— ACTIVITY —
Wherever the string "CorrelationId" shows up in the data below, copy the whole line.
(DATA FOR REVIEW begins)
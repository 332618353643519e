//! HTTP middleware for bfhl-service.
//!
//! `RequestMetrics` takes the caller's `x-correlation-id` (or generates a
//! UUID v4), stores it in request extensions, echoes it on the response, logs
//! the request outcome and feeds the Prometheus request metrics. A panic
//! inside the wrapped service is answered with the internal-error envelope
//! instead of tearing down the connection.

use actix_cors::Cors;
use actix_web::{
    body::EitherBody,
    dev::{forward_ready, Service, ServiceRequest, ServiceResponse, Transform},
    http::header::{HeaderName, HeaderValue},
    Error, HttpMessage, HttpRequest, ResponseError,
};
use bfhl_core::{AllowedOrigins, BfhlError};
use futures::future::{FutureExt, LocalBoxFuture};
use std::future::{ready, Ready};
use std::panic::AssertUnwindSafe;
use std::time::Instant;
use uuid::Uuid;

use crate::metrics;

pub const CORRELATION_ID_HEADER: &str = "x-correlation-id";

/// Correlation id assigned to the current request.
#[derive(Debug, Clone, PartialEq, Eq)]
pub struct CorrelationId(pub String);

/// Correlation id stored by [`RequestMetrics`], if the request passed through it.
pub fn get_correlation_id(req: &HttpRequest) -> Option<String> {
    req.extensions().get::<CorrelationId>().map(|id| id.0.clone())
}

#[derive(Clone, Default)]
pub struct RequestMetrics;

impl<S, B> Transform<S, ServiceRequest> for RequestMetrics
where
    S: Service<ServiceRequest, Response = ServiceResponse<B>, Error = Error>,
    S::Future: 'static,
    B: 'static,
{
    type Response = ServiceResponse<EitherBody<B>>;
    type Error = Error;
    type InitError = ();
    type Transform = RequestMetricsService<S>;
    type Future = Ready<Result<Self::Transform, Self::InitError>>;

    fn new_transform(&self, service: S) -> Self::Future {
        ready(Ok(RequestMetricsService { service }))
    }
}

pub struct RequestMetricsService<S> {
    service: S,
}

impl<S, B> Service<ServiceRequest> for RequestMetricsService<S>
where
    S: Service<ServiceRequest, Response = ServiceResponse<B>, Error = Error>,
    S::Future: 'static,
    B: 'static,
{
    type Response = ServiceResponse<EitherBody<B>>;
    type Error = Error;
    type Future = LocalBoxFuture<'static, Result<Self::Response, Self::Error>>;

    forward_ready!(service);

    fn call(&self, req: ServiceRequest) -> Self::Future {
        let start = Instant::now();
        let method = req.method().to_string();
        // Route pattern rather than raw path keeps label cardinality bounded.
        let path = req
            .match_pattern()
            .unwrap_or_else(|| "unmatched".to_string());

        let correlation_id = req
            .headers()
            .get(CORRELATION_ID_HEADER)
            .and_then(|h| h.to_str().ok())
            .filter(|s| !s.is_empty())
            .map(str::to_string)
            .unwrap_or_else(|| Uuid::new_v4().to_string());

        req.extensions_mut()
            .insert(CorrelationId(correlation_id.clone()));

        let http_req = req.request().clone();
        let fut = AssertUnwindSafe(self.service.call(req)).catch_unwind();

        Box::pin(async move {
            let mut res = match fut.await {
                Ok(res) => res?.map_into_left_body(),
                Err(payload) => {
                    let err = BfhlError::from_panic(payload);
                    metrics::record_rejection(&err);
                    ServiceResponse::new(http_req, err.error_response()).map_into_right_body()
                }
            };
            let elapsed = start.elapsed();
            let status = res.status().as_u16();

            if let Ok(value) = HeaderValue::from_str(&correlation_id) {
                res.headers_mut()
                    .insert(HeaderName::from_static(CORRELATION_ID_HEADER), value);
            }

            metrics::observe_http_request(&method, &path, status, elapsed);
            tracing::info!(
                method = %method,
                path = %path,
                status = status,
                correlation_id = %correlation_id,
                duration_ms = elapsed.as_millis() as u64,
                "HTTP request completed"
            );

            Ok(res)
        })
    }
}

/// CORS policy for the configured origins.
pub fn build_cors(allowed_origins: &AllowedOrigins) -> Cors {
    let cors = match allowed_origins {
        AllowedOrigins::Any => Cors::default().allow_any_origin(),
        AllowedOrigins::List(origins) => origins
            .iter()
            .fold(Cors::default(), |cors, origin| cors.allowed_origin(origin)),
    };
    cors.allowed_methods(vec!["GET", "POST", "OPTIONS"])
        .allow_any_header()
        .max_age(3600)
}
mod bfhl;

use axum::Router;
use crate::AppState;

pub fn routes() -> Router<AppState> {
    Router::new().merge(bfhl::routes())
}
use actix_web::{web, App, HttpServer};
use anyhow::Context;
use tracing_subscriber::{layer::SubscriberExt, util::SubscriberInitExt};

use bfhl_service::middleware::{build_cors, RequestMetrics};
use bfhl_service::{AppState, Config};

#[actix_web::main]
async fn main() -> anyhow::Result<()> {
    dotenvy::dotenv().ok();
    init_tracing();

    let config = Config::from_env().context("Failed to load configuration")?;

    tracing::info!("Starting bfhl-service v{}", env!("CARGO_PKG_VERSION"));
    tracing::info!(
        user_id = %config.identity.user_id,
        max_body_bytes = config.http.max_body_bytes,
        "Configuration loaded"
    );

    let state = web::Data::new(AppState::new(config.identity.clone()));
    let max_body_bytes = config.http.max_body_bytes;
    let allowed_origins = config.cors.allowed_origins.clone();
    let bind_address = config.bind_address();

    tracing::info!("HTTP server listening on {}", bind_address);

    HttpServer::new(move || {
        App::new()
            .app_data(state.clone())
            .app_data(web::PayloadConfig::new(max_body_bytes))
            .wrap(build_cors(&allowed_origins))
            .wrap(RequestMetrics)
            .wrap(tracing_actix_web::TracingLogger::default())
            .configure(bfhl_service::configure)
    })
    .bind(&bind_address)
    .with_context(|| format!("Failed to bind {bind_address}"))?
    .run()
    .await?;

    Ok(())
}

fn init_tracing() {
    let filter = tracing_subscriber::EnvFilter::try_from_default_env()
        .unwrap_or_else(|_| "info,bfhl_service=debug,bfhl_core=debug,actix_web=info".into());

    let json = std::env::var("LOG_FORMAT")
        .map(|v| v.eq_ignore_ascii_case("json"))
        .unwrap_or(false);

    if json {
        tracing_subscriber::registry()
            .with(filter)
            .with(tracing_subscriber::fmt::layer().json())
            .init();
    } else {
        tracing_subscriber::registry()
            .with(filter)
            .with(tracing_subscriber::fmt::layer())
            .init();
    }
}
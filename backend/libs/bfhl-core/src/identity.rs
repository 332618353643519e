use serde::{Deserialize, Serialize};

pub const DEFAULT_USER_ID: &str = "john_doe_17091999";
pub const DEFAULT_EMAIL: &str = "john@xyz.com";
pub const DEFAULT_ROLL_NUMBER: &str = "ABCD123";

/// Identity fields merged into every success envelope.
///
/// Loaded once at startup by each service and shared read-only across
/// requests. None of these values depend on request input.
#[derive(Debug, Clone, PartialEq, Eq, Serialize, Deserialize)]
pub struct IdentityConfig {
    #[serde(default = "default_user_id")]
    pub user_id: String,
    #[serde(default = "default_email")]
    pub email: String,
    #[serde(default = "default_roll_number")]
    pub roll_number: String,
}

fn default_user_id() -> String {
    DEFAULT_USER_ID.to_string()
}

fn default_email() -> String {
    DEFAULT_EMAIL.to_string()
}

fn default_roll_number() -> String {
    DEFAULT_ROLL_NUMBER.to_string()
}

impl Default for IdentityConfig {
    fn default() -> Self {
        Self {
            user_id: default_user_id(),
            email: default_email(),
            roll_number: default_roll_number(),
        }
    }
}

impl IdentityConfig {
    pub fn new(
        user_id: impl Into<String>,
        email: impl Into<String>,
        roll_number: impl Into<String>,
    ) -> Self {
        Self {
            user_id: user_id.into(),
            email: email.into(),
            roll_number: roll_number.into(),
        }
    }
}

#[cfg(test)]
mod tests {
    use super::*;

    #[test]
    fn test_default_identity() {
        let identity = IdentityConfig::default();
        assert_eq!(identity.user_id, "john_doe_17091999");
        assert_eq!(identity.email, "john@xyz.com");
        assert_eq!(identity.roll_number, "ABCD123");
    }

    #[test]
    fn test_partial_deserialize_falls_back_to_defaults() {
        let identity: IdentityConfig =
            serde_json::from_str(r#"{"email": "ops@example.com"}"#).unwrap();
        assert_eq!(identity.email, "ops@example.com");
        assert_eq!(identity.user_id, DEFAULT_USER_ID);
        assert_eq!(identity.roll_number, DEFAULT_ROLL_NUMBER);
    }
}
(DATA FOR REVIEW ends)
— TASK RESPONSE —
pub struct CorrelationId(pub String);
    req.extensions().get::<CorrelationId>().map(|id| id.0.clone())
            .insert(CorrelationId(correlation_id.clone()));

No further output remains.